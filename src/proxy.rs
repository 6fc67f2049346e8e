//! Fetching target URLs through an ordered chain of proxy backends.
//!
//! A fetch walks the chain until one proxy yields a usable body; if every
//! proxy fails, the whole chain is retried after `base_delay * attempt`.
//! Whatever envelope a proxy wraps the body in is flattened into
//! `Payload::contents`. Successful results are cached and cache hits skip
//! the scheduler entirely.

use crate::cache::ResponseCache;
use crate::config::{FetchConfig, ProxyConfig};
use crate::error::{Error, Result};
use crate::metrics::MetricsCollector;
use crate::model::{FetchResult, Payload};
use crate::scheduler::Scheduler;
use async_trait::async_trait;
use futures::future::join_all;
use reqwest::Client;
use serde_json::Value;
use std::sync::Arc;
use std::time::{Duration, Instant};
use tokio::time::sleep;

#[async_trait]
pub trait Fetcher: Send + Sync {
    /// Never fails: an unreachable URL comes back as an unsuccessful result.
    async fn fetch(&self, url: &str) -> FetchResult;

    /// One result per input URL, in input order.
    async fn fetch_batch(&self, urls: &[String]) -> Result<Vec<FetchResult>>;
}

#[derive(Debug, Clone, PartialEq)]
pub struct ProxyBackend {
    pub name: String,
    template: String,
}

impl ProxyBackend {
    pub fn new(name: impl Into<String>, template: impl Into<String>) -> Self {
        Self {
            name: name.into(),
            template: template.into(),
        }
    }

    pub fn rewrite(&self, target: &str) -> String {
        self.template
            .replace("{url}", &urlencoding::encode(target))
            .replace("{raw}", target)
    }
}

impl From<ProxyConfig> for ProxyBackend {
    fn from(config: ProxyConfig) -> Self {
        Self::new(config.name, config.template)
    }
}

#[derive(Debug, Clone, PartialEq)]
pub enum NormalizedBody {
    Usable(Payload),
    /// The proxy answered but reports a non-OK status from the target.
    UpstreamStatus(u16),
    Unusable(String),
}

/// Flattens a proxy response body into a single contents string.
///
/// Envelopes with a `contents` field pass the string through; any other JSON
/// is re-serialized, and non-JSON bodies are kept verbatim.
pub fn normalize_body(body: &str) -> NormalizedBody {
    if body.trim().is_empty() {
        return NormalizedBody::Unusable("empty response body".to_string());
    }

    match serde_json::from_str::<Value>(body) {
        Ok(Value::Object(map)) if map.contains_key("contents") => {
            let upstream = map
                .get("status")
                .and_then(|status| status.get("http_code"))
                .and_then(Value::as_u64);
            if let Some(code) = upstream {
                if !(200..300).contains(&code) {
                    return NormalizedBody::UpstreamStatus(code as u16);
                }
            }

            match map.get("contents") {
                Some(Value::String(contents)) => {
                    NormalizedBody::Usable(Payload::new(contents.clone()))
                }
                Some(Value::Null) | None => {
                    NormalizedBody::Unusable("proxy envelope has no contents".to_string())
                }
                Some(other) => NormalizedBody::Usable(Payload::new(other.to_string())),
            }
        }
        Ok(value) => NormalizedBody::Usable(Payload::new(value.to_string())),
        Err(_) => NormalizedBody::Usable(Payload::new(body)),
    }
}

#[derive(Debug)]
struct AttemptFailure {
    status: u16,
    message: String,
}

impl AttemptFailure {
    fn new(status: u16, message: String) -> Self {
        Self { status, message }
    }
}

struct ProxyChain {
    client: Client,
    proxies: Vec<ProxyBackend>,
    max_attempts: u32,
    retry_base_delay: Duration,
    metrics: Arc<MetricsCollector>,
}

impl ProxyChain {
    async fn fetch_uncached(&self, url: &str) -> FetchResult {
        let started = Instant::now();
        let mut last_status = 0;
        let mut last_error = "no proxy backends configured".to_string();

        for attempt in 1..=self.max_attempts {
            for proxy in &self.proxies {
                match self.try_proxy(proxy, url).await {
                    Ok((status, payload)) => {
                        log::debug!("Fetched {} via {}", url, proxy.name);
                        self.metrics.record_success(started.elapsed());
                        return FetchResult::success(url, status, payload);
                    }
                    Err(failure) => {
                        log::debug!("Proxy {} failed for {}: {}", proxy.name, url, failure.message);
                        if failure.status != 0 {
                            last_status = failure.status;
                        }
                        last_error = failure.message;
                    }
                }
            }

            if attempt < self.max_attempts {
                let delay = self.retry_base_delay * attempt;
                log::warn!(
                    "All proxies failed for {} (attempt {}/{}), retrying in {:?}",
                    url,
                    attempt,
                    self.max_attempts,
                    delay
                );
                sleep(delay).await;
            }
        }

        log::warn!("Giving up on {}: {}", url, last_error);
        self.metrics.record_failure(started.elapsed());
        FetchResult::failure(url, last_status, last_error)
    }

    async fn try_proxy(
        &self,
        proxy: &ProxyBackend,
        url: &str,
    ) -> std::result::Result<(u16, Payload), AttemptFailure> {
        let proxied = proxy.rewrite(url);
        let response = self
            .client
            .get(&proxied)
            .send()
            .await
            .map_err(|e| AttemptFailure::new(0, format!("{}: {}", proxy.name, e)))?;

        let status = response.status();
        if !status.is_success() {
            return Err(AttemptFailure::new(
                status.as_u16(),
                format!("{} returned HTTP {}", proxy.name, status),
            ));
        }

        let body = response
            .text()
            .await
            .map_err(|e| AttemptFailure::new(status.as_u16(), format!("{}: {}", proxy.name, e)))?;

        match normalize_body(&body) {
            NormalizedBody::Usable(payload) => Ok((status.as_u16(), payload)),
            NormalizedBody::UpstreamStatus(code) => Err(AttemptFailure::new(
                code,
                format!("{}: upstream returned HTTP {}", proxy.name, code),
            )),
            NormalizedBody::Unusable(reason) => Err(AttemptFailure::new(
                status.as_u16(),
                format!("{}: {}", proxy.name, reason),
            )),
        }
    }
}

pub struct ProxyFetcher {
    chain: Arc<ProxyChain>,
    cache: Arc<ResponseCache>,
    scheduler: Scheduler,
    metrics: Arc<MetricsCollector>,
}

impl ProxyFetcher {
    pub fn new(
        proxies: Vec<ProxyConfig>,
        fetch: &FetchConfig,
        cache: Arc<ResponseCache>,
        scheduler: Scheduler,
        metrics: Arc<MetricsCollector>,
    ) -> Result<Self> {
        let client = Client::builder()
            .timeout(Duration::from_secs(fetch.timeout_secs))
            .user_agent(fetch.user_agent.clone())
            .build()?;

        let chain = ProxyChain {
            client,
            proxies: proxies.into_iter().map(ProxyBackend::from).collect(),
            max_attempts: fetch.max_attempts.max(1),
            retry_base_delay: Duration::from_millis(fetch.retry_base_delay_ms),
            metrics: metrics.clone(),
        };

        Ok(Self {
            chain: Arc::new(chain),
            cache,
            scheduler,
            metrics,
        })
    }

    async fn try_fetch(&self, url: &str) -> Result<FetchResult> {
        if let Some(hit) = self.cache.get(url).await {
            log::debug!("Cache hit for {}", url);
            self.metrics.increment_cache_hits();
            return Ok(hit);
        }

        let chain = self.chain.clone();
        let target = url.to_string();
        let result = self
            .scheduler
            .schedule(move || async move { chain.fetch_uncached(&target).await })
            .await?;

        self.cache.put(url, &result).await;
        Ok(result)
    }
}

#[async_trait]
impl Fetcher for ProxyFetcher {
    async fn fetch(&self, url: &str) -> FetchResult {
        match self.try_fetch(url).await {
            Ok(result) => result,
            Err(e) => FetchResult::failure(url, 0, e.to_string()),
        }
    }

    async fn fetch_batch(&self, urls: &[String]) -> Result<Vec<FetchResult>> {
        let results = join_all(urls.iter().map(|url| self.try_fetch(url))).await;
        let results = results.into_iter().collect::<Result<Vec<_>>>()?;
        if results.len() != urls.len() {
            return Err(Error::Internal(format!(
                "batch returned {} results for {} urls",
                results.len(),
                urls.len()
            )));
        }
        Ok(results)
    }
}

****************************************

Directions for this task —
Return, from the data above, each line in which the string "Instant" appears.

The answer —
use std::time::{Duration, Instant};
        let started = Instant::now();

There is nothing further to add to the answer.